**WORK ITEM**
Would you please repeat the data that follows, exactly as it reads?

(Stored items)
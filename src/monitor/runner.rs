//! Async tick loop driving a `LiveMonitor`.
//!
//! The loop owns no monitor state: it borrows the monitor mutably, so the tick
//! handler is the only code touching the buffer while it runs.

use std::time::Duration;
use tokio::sync::mpsc;
use tokio::time::MissedTickBehavior;
use tokio_util::sync::CancellationToken;
use tracing::{info, warn};

use super::{LiveMonitor, MonitorStats, TickOutcome};
use crate::types::AnalysisResult;

/// Periodic driver for one monitor.
///
/// Built with [`new()`](MonitorLoop::new), optionally given a publisher and a
/// tick limit, then consumed by [`run()`](MonitorLoop::run).
#[derive(Debug, Clone)]
pub struct MonitorLoop {
    interval: Duration,
    cancel_token: CancellationToken,
    publisher: Option<mpsc::Sender<AnalysisResult>>,
    max_ticks: Option<u64>,
}

impl MonitorLoop {
    pub fn new(interval: Duration, cancel_token: CancellationToken) -> Self {
        Self {
            interval,
            cancel_token,
            publisher: None,
            max_ticks: None,
        }
    }

    /// Send every published result to `tx`.
    ///
    /// Results are dropped (with a warning) when the receiver lags far enough
    /// to fill the channel, so a slow consumer never stalls the ticks.
    #[must_use]
    pub fn with_publisher(mut self, tx: mpsc::Sender<AnalysisResult>) -> Self {
        self.publisher = Some(tx);
        self
    }

    /// Stop after this many ticks.
    #[must_use]
    pub fn with_max_ticks(mut self, max_ticks: u64) -> Self {
        self.max_ticks = Some(max_ticks);
        self
    }

    /// Run until cancellation, the tick limit, or source exhaustion.
    ///
    /// Starts the monitor if it is idle and leaves it stopped (buffer kept)
    /// on return. Returns the monitor's final statistics.
    pub async fn run(self, monitor: &mut LiveMonitor) -> MonitorStats {
        monitor.start();

        let mut ticker = tokio::time::interval(self.interval);
        ticker.set_missed_tick_behavior(MissedTickBehavior::Skip);
        let mut ticks = 0u64;

        info!(
            sensor_id = %monitor.sensor_id(),
            source = %monitor.source_name(),
            interval_ms = self.interval.as_millis() as u64,
            "Live monitor started"
        );

        loop {
            if self.max_ticks.is_some_and(|max| ticks >= max) {
                break;
            }
            tokio::select! {
                biased;
                _ = self.cancel_token.cancelled() => {
                    info!(sensor_id = %monitor.sensor_id(), "Shutdown signal received");
                    break;
                }
                _ = ticker.tick() => {}
            }

            match monitor.tick() {
                TickOutcome::Published(result) => self.publish(result),
                TickOutcome::SourceExhausted => break,
                TickOutcome::Idle
                | TickOutcome::NoSample
                | TickOutcome::Buffering { .. }
                | TickOutcome::Failed(_) => {}
            }

            ticks += 1;
        }

        monitor.stop();
        let stats = monitor.stats().clone();
        info!(
            sensor_id = %monitor.sensor_id(),
            ticks = stats.ticks,
            samples = stats.samples,
            analyses = stats.analyses,
            failures = stats.failures,
            "Live monitor stopped"
        );
        stats
    }

    fn publish(&self, result: AnalysisResult) {
        let Some(tx) = &self.publisher else {
            return;
        };
        match tx.try_send(result) {
            Ok(()) => {}
            Err(mpsc::error::TrySendError::Full(result)) => {
                warn!(sensor_id = %result.sensor_id, "Result channel full; dropping result");
            }
            Err(mpsc::error::TrySendError::Closed(_)) => {
                tracing::debug!("Result receiver dropped");
            }
        }
    }
}

/// Run a monitor on its own task, handing it back with its statistics when
/// the loop ends.
pub fn spawn_monitor(
    mut monitor: LiveMonitor,
    driver: MonitorLoop,
) -> tokio::task::JoinHandle<(LiveMonitor, MonitorStats)> {
    tokio::spawn(async move {
        let stats = driver.run(&mut monitor).await;
        (monitor, stats)
    })
}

**ANSWER**
filename src/monitor/runner.rs
//! Async tick loop driving a `LiveMonitor`.
//!
//! The loop owns no monitor state: it borrows the monitor mutably, so the tick
//! handler is the only code touching the buffer while it runs.

use std::time::Duration;
use tokio::sync::mpsc;
use tokio::time::MissedTickBehavior;
use tokio_util::sync::CancellationToken;
use tracing::{info, warn};

use super::{LiveMonitor, MonitorStats, TickOutcome};
use crate::types::AnalysisResult;

/// Periodic driver for one monitor.
///
/// Built with [`new()`](MonitorLoop::new), optionally given a publisher and a
/// tick limit, then consumed by [`run()`](MonitorLoop::run).
#[derive(Debug, Clone)]
pub struct MonitorLoop {
    interval: Duration,
    cancel_token: CancellationToken,
    publisher: Option<mpsc::Sender<AnalysisResult>>,
    max_ticks: Option<u64>,
}

impl MonitorLoop {
    pub fn new(interval: Duration, cancel_token: CancellationToken) -> Self {
        Self {
            interval,
            cancel_token,
            publisher: None,
            max_ticks: None,
        }
    }

    /// Send every published result to `tx`.
    ///
    /// Results are dropped (with a warning) when the receiver lags far enough
    /// to fill the channel, so a slow consumer never stalls the ticks.
    #[must_use]
    pub fn with_publisher(mut self, tx: mpsc::Sender<AnalysisResult>) -> Self {
        self.publisher = Some(tx);
        self
    }

    /// Stop after this many ticks.
    #[must_use]
    pub fn with_max_ticks(mut self, max_ticks: u64) -> Self {
        self.max_ticks = Some(max_ticks);
        self
    }

    /// Run until cancellation, the tick limit, or source exhaustion.
    ///
    /// Starts the monitor if it is idle and leaves it stopped (buffer kept)
    /// on return. Returns the monitor's final statistics.
    pub async fn run(self, monitor: &mut LiveMonitor) -> MonitorStats {
        monitor.start();

        let mut ticker = tokio::time::interval(self.interval);
        ticker.set_missed_tick_behavior(MissedTickBehavior::Skip);
        let mut ticks = 0u64;

        info!(
            sensor_id = %monitor.sensor_id(),
            source = %monitor.source_name(),
            interval_ms = self.interval.as_millis() as u64,
            "Live monitor started"
        );

        loop {
            if self.max_ticks.is_some_and(|max| ticks >= max) {
                break;
            }
            tokio::select! {
                biased;
                _ = self.cancel_token.cancelled() => {
                    info!(sensor_id = %monitor.sensor_id(), "Shutdown signal received");
                    break;
                }
                _ = ticker.tick() => {}
            }

            match monitor.tick() {
                TickOutcome::Published(result) => self.publish(result),
                TickOutcome::SourceExhausted => break,
                TickOutcome::Idle
                | TickOutcome::NoSample
                | TickOutcome::Buffering { .. }
                | TickOutcome::Failed(_) => {}
            }

            ticks += 1;
        }

        monitor.stop();
        let stats = monitor.stats().clone();
        info!(
            sensor_id = %monitor.sensor_id(),
            ticks = stats.ticks,
            samples = stats.samples,
            analyses = stats.analyses,
            failures = stats.failures,
            "Live monitor stopped"
        );
        stats
    }

    fn publish(&self, result: AnalysisResult) {
        let Some(tx) = &self.publisher else {
            return;
        };
        match tx.try_send(result) {
            Ok(()) => {}
            Err(mpsc::error::TrySendError::Full(result)) => {
                warn!(sensor_id = %result.sensor_id, "Result channel full; dropping result");
            }
            Err(mpsc::error::TrySendError::Closed(_)) => {
                tracing::debug!("Result receiver dropped");
            }
        }
    }
}

/// Run a monitor on its own task, handing it back with its statistics when
/// the loop ends.
pub fn spawn_monitor(
    mut monitor: LiveMonitor,
    driver: MonitorLoop,
) -> tokio::task::JoinHandle<(LiveMonitor, MonitorStats)> {
    tokio::spawn(async move {
        let stats = driver.run(&mut monitor).await;
        (monitor, stats)
    })
}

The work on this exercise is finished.